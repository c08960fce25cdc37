use chrono::NaiveDate;
use serde::Deserialize;
use std::collections::HashMap;
use tokio::sync::OnceCell;

use research_core::{FilingRef, ResearchError};

use crate::Fetcher;

const TICKER_MAP_URL: &str = "https://www.sec.gov/files/company_tickers.json";
const SUBMISSIONS_BASE: &str = "https://data.sec.gov/submissions";
const ARCHIVES_BASE: &str = "https://www.sec.gov/Archives/edgar/data";

/// SEC EDGAR façade: filings index and MD&A text extraction. EDGAR requires a
/// descriptive User-Agent on every request.
pub struct SecClient {
    fetcher: Fetcher,
    user_agent: String,
    ticker_map: OnceCell<HashMap<String, u64>>,
}

#[derive(Debug, Deserialize)]
struct TickerRow {
    cik_str: u64,
    ticker: String,
}

#[derive(Debug, Deserialize)]
struct Submissions {
    filings: SubmissionFilings,
}

#[derive(Debug, Deserialize)]
struct SubmissionFilings {
    recent: RecentFilings,
}

#[derive(Debug, Deserialize, Default)]
struct RecentFilings {
    #[serde(default)]
    form: Vec<String>,
    #[serde(default, rename = "filingDate")]
    filing_date: Vec<String>,
    #[serde(default, rename = "reportDate")]
    report_date: Vec<String>,
    #[serde(default, rename = "accessionNumber")]
    accession_number: Vec<String>,
    #[serde(default, rename = "primaryDocument")]
    primary_document: Vec<String>,
}

impl SecClient {
    pub fn new(fetcher: Fetcher, user_agent: String) -> Self {
        Self {
            fetcher,
            user_agent,
            ticker_map: OnceCell::new(),
        }
    }

    fn headers(&self) -> Vec<(&'static str, String)> {
        vec![("User-Agent", self.user_agent.clone())]
    }

    async fn cik_for(&self, ticker: &str) -> Result<u64, ResearchError> {
        let map = self
            .ticker_map
            .get_or_try_init(|| async {
                let value = self
                    .fetcher
                    .get_json(TICKER_MAP_URL, &[], &self.headers())
                    .await?;
                let rows: HashMap<String, TickerRow> = serde_json::from_value(value)
                    .map_err(|e| {
                        ResearchError::upstream(None, format!("sec ticker map decode: {e}"))
                    })?;
                Ok::<_, ResearchError>(
                    rows.into_values()
                        .map(|row| (row.ticker.to_uppercase(), row.cik_str))
                        .collect(),
                )
            })
            .await?;
        map.get(&ticker.to_uppercase())
            .copied()
            .ok_or_else(|| ResearchError::Validation(format!("unknown ticker: {ticker}")))
    }

    /// Most recent filings of the given forms on or before `as_of`.
    pub async fn recent_filings(
        &self,
        ticker: &str,
        forms: &[&str],
        as_of: NaiveDate,
        limit: usize,
    ) -> Result<Vec<FilingRef>, ResearchError> {
        let cik = self.cik_for(ticker).await?;
        let url = format!("{SUBMISSIONS_BASE}/CIK{cik:010}.json");
        let value = self.fetcher.get_json(&url, &[], &self.headers()).await?;
        let submissions: Submissions = serde_json::from_value(value)
            .map_err(|e| ResearchError::upstream(None, format!("sec submissions decode: {e}")))?;
        let recent = submissions.filings.recent;

        let mut filings = Vec::new();
        for i in 0..recent.form.len() {
            let form = &recent.form[i];
            if !forms.iter().any(|f| f.eq_ignore_ascii_case(form)) {
                continue;
            }
            let Some(filing_date) = recent
                .filing_date
                .get(i)
                .and_then(|d| NaiveDate::parse_from_str(d, "%Y-%m-%d").ok())
            else {
                continue;
            };
            if filing_date > as_of {
                continue;
            }
            let Some(accession) = recent.accession_number.get(i) else {
                continue;
            };
            let Some(document) = recent.primary_document.get(i) else {
                continue;
            };
            let accession_compact = accession.replace('-', "");
            filings.push(FilingRef {
                form: form.clone(),
                filing_date,
                report_date: recent
                    .report_date
                    .get(i)
                    .and_then(|d| NaiveDate::parse_from_str(d, "%Y-%m-%d").ok()),
                url: format!("{ARCHIVES_BASE}/{cik}/{accession_compact}/{document}"),
                accession: Some(accession.clone()),
            });
            if filings.len() >= limit {
                break;
            }
        }
        Ok(filings)
    }

    /// Fetches the filing document and extracts the MD&A narrative.
    pub async fn fetch_mda(&self, url: &str) -> Result<String, ResearchError> {
        let html = self.fetcher.get_text(url, &[], &self.headers()).await?;
        let text = strip_html(&html);
        Ok(extract_mda(&text))
    }
}

/// Crude tag stripper; filings are table-heavy HTML and only the prose
/// matters downstream.
fn strip_html(html: &str) -> String {
    let mut out = String::with_capacity(html.len() / 2);
    let mut in_tag = false;
    for ch in html.chars() {
        match ch {
            '<' => in_tag = true,
            '>' => {
                in_tag = false;
                out.push(' ');
            }
            c if !in_tag => out.push(c),
            _ => {}
        }
    }
    let decoded = out
        .replace("&nbsp;", " ")
        .replace("&amp;", "&")
        .replace("&#8217;", "'")
        .replace("&#8220;", "\"")
        .replace("&#8221;", "\"");
    let mut compact = String::with_capacity(decoded.len());
    let mut last_space = false;
    for ch in decoded.chars() {
        if ch.is_whitespace() {
            if !last_space {
                compact.push(' ');
            }
            last_space = true;
        } else {
            compact.push(ch);
            last_space = false;
        }
    }
    compact
}

const MDA_CAP: usize = 24_000;

/// Locates the MD&A section: the last "management's discussion" heading
/// (earlier hits are usually the table of contents), cut at the next item
/// boundary.
fn extract_mda(text: &str) -> String {
    let lower = text.to_lowercase();
    let needles = [
        "management's discussion and analysis",
        "management\u{2019}s discussion and analysis",
        "managements discussion and analysis",
    ];
    let start = needles
        .iter()
        .filter_map(|n| lower.rfind(n))
        .max()
        .unwrap_or(0);

    let tail = &lower[start..];
    let end_markers = [
        "quantitative and qualitative disclosures",
        "item 7a",
        "item 3.",
        "item 8.",
    ];
    let end = end_markers
        .iter()
        .filter_map(|m| tail.find(m))
        .min()
        .unwrap_or(tail.len())
        .min(MDA_CAP);

    let mut end_byte = (start + end).min(text.len());
    while end_byte > 0 && !text.is_char_boundary(end_byte) {
        end_byte -= 1;
    }
    let mut start_byte = start.min(end_byte);
    while start_byte < text.len() && !text.is_char_boundary(start_byte) {
        start_byte += 1;
    }
    text[start_byte..end_byte].trim().to_string()
}

#[cfg(test)]
mod tests {
    use super::*;

    #[test]
    fn strip_html_flattens_markup() {
        let html = "<p>Revenue <b>grew</b>&nbsp;12%</p>";
        assert_eq!(strip_html(html).trim(), "Revenue grew 12%");
    }

    #[test]
    fn extract_mda_prefers_last_heading_and_stops_at_item_boundary() {
        let doc = "Table of contents: Management's Discussion and Analysis ... page 30. \
                   Intro text. Management's Discussion and Analysis of Financial Condition. \
                   Revenue grew on data center demand. \
                   Quantitative and Qualitative Disclosures about market risk.";
        let mda = extract_mda(doc);
        assert!(mda.starts_with("Management's Discussion and Analysis of Financial Condition"));
        assert!(mda.contains("data center demand"));
        assert!(!mda.to_lowercase().contains("quantitative and qualitative"));
    }
}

* AIM OF THE TASK:
So that nothing is lost, restate all the material word for word.

* ANSWER SECTION:
repository c08960fce25cdc37
use chrono::NaiveDate;
use serde::Deserialize;
use std::collections::HashMap;
use tokio::sync::OnceCell;

use research_core::{FilingRef, ResearchError};

use crate::Fetcher;

const TICKER_MAP_URL: &str = "https://www.sec.gov/files/company_tickers.json";
const SUBMISSIONS_BASE: &str = "https://data.sec.gov/submissions";
const ARCHIVES_BASE: &str = "https://www.sec.gov/Archives/edgar/data";

/// SEC EDGAR façade: filings index and MD&A text extraction. EDGAR requires a
/// descriptive User-Agent on every request.
pub struct SecClient {
    fetcher: Fetcher,
    user_agent: String,
    ticker_map: OnceCell<HashMap<String, u64>>,
}

#[derive(Debug, Deserialize)]
struct TickerRow {
    cik_str: u64,
    ticker: String,
}

#[derive(Debug, Deserialize)]
struct Submissions {
    filings: SubmissionFilings,
}

#[derive(Debug, Deserialize)]
struct SubmissionFilings {
    recent: RecentFilings,
}

#[derive(Debug, Deserialize, Default)]
struct RecentFilings {
    #[serde(default)]
    form: Vec<String>,
    #[serde(default, rename = "filingDate")]
    filing_date: Vec<String>,
    #[serde(default, rename = "reportDate")]
    report_date: Vec<String>,
    #[serde(default, rename = "accessionNumber")]
    accession_number: Vec<String>,
    #[serde(default, rename = "primaryDocument")]
    primary_document: Vec<String>,
}

impl SecClient {
    pub fn new(fetcher: Fetcher, user_agent: String) -> Self {
        Self {
            fetcher,
            user_agent,
            ticker_map: OnceCell::new(),
        }
    }

    fn headers(&self) -> Vec<(&'static str, String)> {
        vec![("User-Agent", self.user_agent.clone())]
    }

    async fn cik_for(&self, ticker: &str) -> Result<u64, ResearchError> {
        let map = self
            .ticker_map
            .get_or_try_init(|| async {
                let value = self
                    .fetcher
                    .get_json(TICKER_MAP_URL, &[], &self.headers())
                    .await?;
                let rows: HashMap<String, TickerRow> = serde_json::from_value(value)
                    .map_err(|e| {
                        ResearchError::upstream(None, format!("sec ticker map decode: {e}"))
                    })?;
                Ok::<_, ResearchError>(
                    rows.into_values()
                        .map(|row| (row.ticker.to_uppercase(), row.cik_str))
                        .collect(),
                )
            })
            .await?;
        map.get(&ticker.to_uppercase())
            .copied()
            .ok_or_else(|| ResearchError::Validation(format!("unknown ticker: {ticker}")))
    }

    /// Most recent filings of the given forms on or before `as_of`.
    pub async fn recent_filings(
        &self,
        ticker: &str,
        forms: &[&str],
        as_of: NaiveDate,
        limit: usize,
    ) -> Result<Vec<FilingRef>, ResearchError> {
        let cik = self.cik_for(ticker).await?;
        let url = format!("{SUBMISSIONS_BASE}/CIK{cik:010}.json");
        let value = self.fetcher.get_json(&url, &[], &self.headers()).await?;
        let submissions: Submissions = serde_json::from_value(value)
            .map_err(|e| ResearchError::upstream(None, format!("sec submissions decode: {e}")))?;
        let recent = submissions.filings.recent;

        let mut filings = Vec::new();
        for i in 0..recent.form.len() {
            let form = &recent.form[i];
            if !forms.iter().any(|f| f.eq_ignore_ascii_case(form)) {
                continue;
            }
            let Some(filing_date) = recent
                .filing_date
                .get(i)
                .and_then(|d| NaiveDate::parse_from_str(d, "%Y-%m-%d").ok())
            else {
                continue;
            };
            if filing_date > as_of {
                continue;
            }
            let Some(accession) = recent.accession_number.get(i) else {
                continue;
            };
            let Some(document) = recent.primary_document.get(i) else {
                continue;
            };
            let accession_compact = accession.replace('-', "");
            filings.push(FilingRef {
                form: form.clone(),
                filing_date,
                report_date: recent
                    .report_date
                    .get(i)
                    .and_then(|d| NaiveDate::parse_from_str(d, "%Y-%m-%d").ok()),
                url: format!("{ARCHIVES_BASE}/{cik}/{accession_compact}/{document}"),
                accession: Some(accession.clone()),
            });
            if filings.len() >= limit {
                break;
            }
        }
        Ok(filings)
    }

    /// Fetches the filing document and extracts the MD&A narrative.
    pub async fn fetch_mda(&self, url: &str) -> Result<String, ResearchError> {
        let html = self.fetcher.get_text(url, &[], &self.headers()).await?;
        let text = strip_html(&html);
        Ok(extract_mda(&text))
    }
}

/// Crude tag stripper; filings are table-heavy HTML and only the prose
/// matters downstream.
fn strip_html(html: &str) -> String {
    let mut out = String::with_capacity(html.len() / 2);
    let mut in_tag = false;
    for ch in html.chars() {
        match ch {
            '<' => in_tag = true,
            '>' => {
                in_tag = false;
                out.push(' ');
            }
            c if !in_tag => out.push(c),
            _ => {}
        }
    }
    let decoded = out
        .replace("&nbsp;", " ")
        .replace("&amp;", "&")
        .replace("&#8217;", "'")
        .replace("&#8220;", "\"")
        .replace("&#8221;", "\"");
    let mut compact = String::with_capacity(decoded.len());
    let mut last_space = false;
    for ch in decoded.chars() {
        if ch.is_whitespace() {
            if !last_space {
                compact.push(' ');
            }
            last_space = true;
        } else {
            compact.push(ch);
            last_space = false;
        }
    }
    compact
}

const MDA_CAP: usize = 24_000;

/// Locates the MD&A section: the last "management's discussion" heading
/// (earlier hits are usually the table of contents), cut at the next item
/// boundary.
fn extract_mda(text: &str) -> String {
    let lower = text.to_lowercase();
    let needles = [
        "management's discussion and analysis",
        "management\u{2019}s discussion and analysis",
        "managements discussion and analysis",
    ];
    let start = needles
        .iter()
        .filter_map(|n| lower.rfind(n))
        .max()
        .unwrap_or(0);

    let tail = &lower[start..];
    let end_markers = [
        "quantitative and qualitative disclosures",
        "item 7a",
        "item 3.",
        "item 8.",
    ];
    let end = end_markers
        .iter()
        .filter_map(|m| tail.find(m))
        .min()
        .unwrap_or(tail.len())
        .min(MDA_CAP);

    let mut end_byte = (start + end).min(text.len());
    while end_byte > 0 && !text.is_char_boundary(end_byte) {
        end_byte -= 1;
    }
    let mut start_byte = start.min(end_byte);
    while start_byte < text.len() && !text.is_char_boundary(start_byte) {
        start_byte += 1;
    }
    text[start_byte..end_byte].trim().to_string()
}

#[cfg(test)]
mod tests {
    use super::*;

    #[test]
    fn strip_html_flattens_markup() {
        let html = "<p>Revenue <b>grew</b>&nbsp;12%</p>";
        assert_eq!(strip_html(html).trim(), "Revenue grew 12%");
    }

    #[test]
    fn extract_mda_prefers_last_heading_and_stops_at_item_boundary() {
        let doc = "Table of contents: Management's Discussion and Analysis ... page 30. \
                   Intro text. Management's Discussion and Analysis of Financial Condition. \
                   Revenue grew on data center demand. \
                   Quantitative and Qualitative Disclosures about market risk.";
        let mda = extract_mda(doc);
        assert!(mda.starts_with("Management's Discussion and Analysis of Financial Condition"));
        assert!(mda.contains("data center demand"));
        assert!(!mda.to_lowercase().contains("quantitative and qualitative"));
    }
}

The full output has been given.